Karneye bağlanan ekmek toplumun bütün kesimlerine eşit gramajda dağıtılmıyordu. Ailelerdeki her bireye bir karne verildi. Karneler büyükler, küçükler ve işçiler olmak üçe ayrıldı. 7 yaşına kadar olan çocuklar günde 187,5 gram, 7 yaşından büyük olanlara 375 gram, ağır mesleklerde çalışanlara (askerler dahil) da 750 gram verilecekti. Zaman içerisinde gramajlarda ve katkı maddelerinde farklılıklara gidildi. Bununla beraber değişmeyen şey ekmeğin kalitesinin giderek düşmeydi. Neredeyse ekmekten başka her şeye benzemekteydi. Francala denilen daha kaliteli ekmeğe ulaşmak için de ayrımcılıkların yapıldığı görülmekteydi.
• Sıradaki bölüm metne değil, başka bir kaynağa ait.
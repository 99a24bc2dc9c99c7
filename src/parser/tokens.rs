//! GEM v2.0 token vocabularies used to route blocks during parsing.
//!
//! Sets follow the GEM Building Taxonomy v2.0 appendix tables. Prefix
//! arrays are for attribute groups the taxonomy encodes as families of
//! tokens sharing a stem (roof system materials, floor materials).

/// Material L1 tokens (Table 2).
pub const MATERIAL_L1: &[&str] = &[
    "MAT99", "C99", "CU", "CR", "SRC",
    "S", "S99", "SL", "SR", "SO",
    "ME", "ME99", "MEIR", "MEO",
    "M99", "MUR", "MCF", "MR", "MO",
    "E99", "EU", "ER",
    "W", "W99", "WHE", "WLI", "WS", "WWD", "WBB", "WO",
    "MATO",
];

/// Masonry unit technology tokens (L2).
pub const MASONRY_UNIT: &[&str] = &[
    "MUN99", "ADO",
    "ST99", "STRUB", "STDRE",
    "CL99", "CLBRS", "CLBRH", "CLBLH",
    "CB99", "CBS", "CBH",
    "MO",
];

/// Masonry reinforcement tokens (L2).
pub const MASONRY_REINF: &[&str] = &["MR99", "RS", "RW", "RB", "RCM", "RCB"];

/// Concrete technology tokens (L2). PC/PCPS select the precast type rules.
pub const CONCRETE_TECH: &[&str] = &["CT99", "CIP", "PC", "PCPS"];

/// Mortar tokens (L3).
pub const MORTAR: &[&str] = &["MO99", "MON", "MOM", "MOL", "MOC", "MOCL"];

/// Stone type tokens (L3).
pub const STONE_TYPE: &[&str] = &[
    "SP99", "SPLI", "SPSA", "SPTU", "SPSL", "SPGR", "SPBA", "SPO",
];

/// Lateral load-resisting system L1 tokens (Table 3).
pub const SYSTEM_L1: &[&str] = &[
    "L99", "LN", "LFM", "LFINF", "LFBR", "LPB",
    "LWAL", "LDUAL", "LFLS", "LFLSINF", "LH", "LO",
];

pub const CODE_LEVEL: &[&str] = &["CDL", "CDM", "CDH"];
pub const DUCTILITY: &[&str] = &["DUL", "DUM", "DNO", "DUC", "DBD", "DU99"];

pub const IRREG_L1: &[&str] = &["IR99", "IRRE", "IRIR"];
/// Irregularity detail tokens that describe the plan.
pub const IRREG_PLAN: &[&str] = &["TOR", "REC", "IRHO"];
/// Irregularity detail tokens that describe the vertical configuration.
pub const IRREG_VERTICAL: &[&str] = &["SOS", "CRW", "SHC", "POP", "SET", "CHV", "IRVO"];

pub const OCCUPANCY_L1: &[&str] = &[
    "OC99", "RES", "COM", "MIX", "IND", "AGR", "ASS", "GOV", "EDU", "OCO",
];

pub const POSITION: &[&str] = &["BP99", "BPD", "BP1", "BP2", "BP3"];

pub const PLAN_SHAPE: &[&str] = &[
    "PLF99", "PLFSQ", "PLFSQO", "PLFR", "PLFRO", "PLFL", "PLFC", "PLFCO",
    "PLFD", "PLFDO", "PLFP", "PLFPO", "PLFE", "PLFH", "PLFS", "PLFT",
    "PLFU", "PLFX", "PLFY", "PLFI",
];

pub const EXTERIOR_WALL: &[&str] = &[
    "EW99", "EWC", "EWG", "EWE", "EWMA", "EWME", "EWV", "EWW", "EWSL", "EWPL", "EWCB", "EWO",
];

pub const ROOF_SHAPE: &[&str] = &[
    "RSH99", "RSH1", "RSH2", "RSH3", "RSH4", "RSH5", "RSH6", "RSH7", "RSH8", "RSH9", "RSHO",
];

pub const ROOF_COVERING: &[&str] = &[
    "RMT99", "RMN", "RMT1", "RMT2", "RMT3", "RMT4", "RMT5", "RMT6",
    "RMT7", "RMT8", "RMT9", "RMT10", "RMT11", "RMTO",
];

/// Roof system-material token stems (matched by prefix).
pub const ROOF_SYSTEM_PREFIXES: &[&str] = &["RM", "RE", "RC", "RME", "RWO", "RFA", "RO", "R99"];

/// Floor material token stems (matched by prefix).
pub const FLOOR_PREFIXES: &[&str] = &["FM", "FE", "FC", "FME", "FW", "FO", "FN", "F99"];
pub const FLOOR_CONN: &[&str] = &["FWC99", "FWCN", "FWCP"];

pub const ROOF_CONN: &[&str] = &["RWC99", "RWCN", "RWCP", "RTD99", "RTDN", "RTDP"];

pub const FOUNDATION: &[&str] = &["FOS99", "FOSSL", "FOSN", "FOSDL", "FOSDN", "FOSO"];

/// Key halves of `key:value` height blocks.
pub const HEIGHT_KEYS: &[&str] = &["H", "HBET", "HEX", "HAPP"];
/// Key halves of `key:value` year blocks.
pub const YEAR_KEYS: &[&str] = &["YEX", "YBET", "YPRE", "YAPP", "Y99"];

/// A token belongs to a stem family when it is the bare stem or the stem
/// followed by a numeric variant, e.g. `FW`, `FC2`, `RWO2`. Anything else
/// (such as `FOO`) is not a member and must stay unrouted.
pub fn matches_stem(stems: &[&str], token: &str) -> bool {
    stems.iter().any(|s| match token.strip_prefix(s) {
        Some(rest) => rest.is_empty() || rest.bytes().all(|b| b.is_ascii_digit()),
        None => false,
    })
}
Pasta, kek, börek, poğaça vb. maddelerin üretimi de yasaklanmıştı. Bu, söz konusu ürünleri üreten esnafta rahatsızlık yaratmıştı.
 
Karne uygulamasının kaldırılması için savaşın bitmesini, hatta 1946 yılının yaz aylarını beklemek gerekmişti. Dolayısıyla aslında halkın Demokrat Parti’ye yönelik desteğinin arkasında da bu gibi nedenleri bulmak olasıydı. Türkiye, savaşa girmemeyi başarmıştı; bir Türk çocuğunun burnu kanamamıştı ama toplumun ödediği bedel de az değildi.
 
Savaş yıllarında devlet eliyle ekonomik sorunları aşmayı ve toplumun iaşesini karşılamayı hedefleyen karne uygulamasının ne ölçüde sorunu çözdüğü tartışmalı olmakla beraber, belli bir işlevi yerine getirdiği de bir gerçektir. Üstelik bu uygulama o dönemde sadece Türkiye’ye özgü de değildir.
 
Günümüzde olağanüstü koşullar dolayısıyla toplumun iaşesini sağlamak ve toplumsal paniği önlemek konusunda geçmişten de çıkarılacak dersler mevcuttur. İlginç bir şekilde İsmet Paşa’nın hayaleti ülkede kol gezmektedir. Olağanüstü dönemin olağanüstü uygulamaları olabilmektedir. Bu gün yaşadıklarımızın geçmişi anlamamızı kolaylaştırmasını ve belki de daha hoşgörülü olmamıza yol açmasını diliyorum.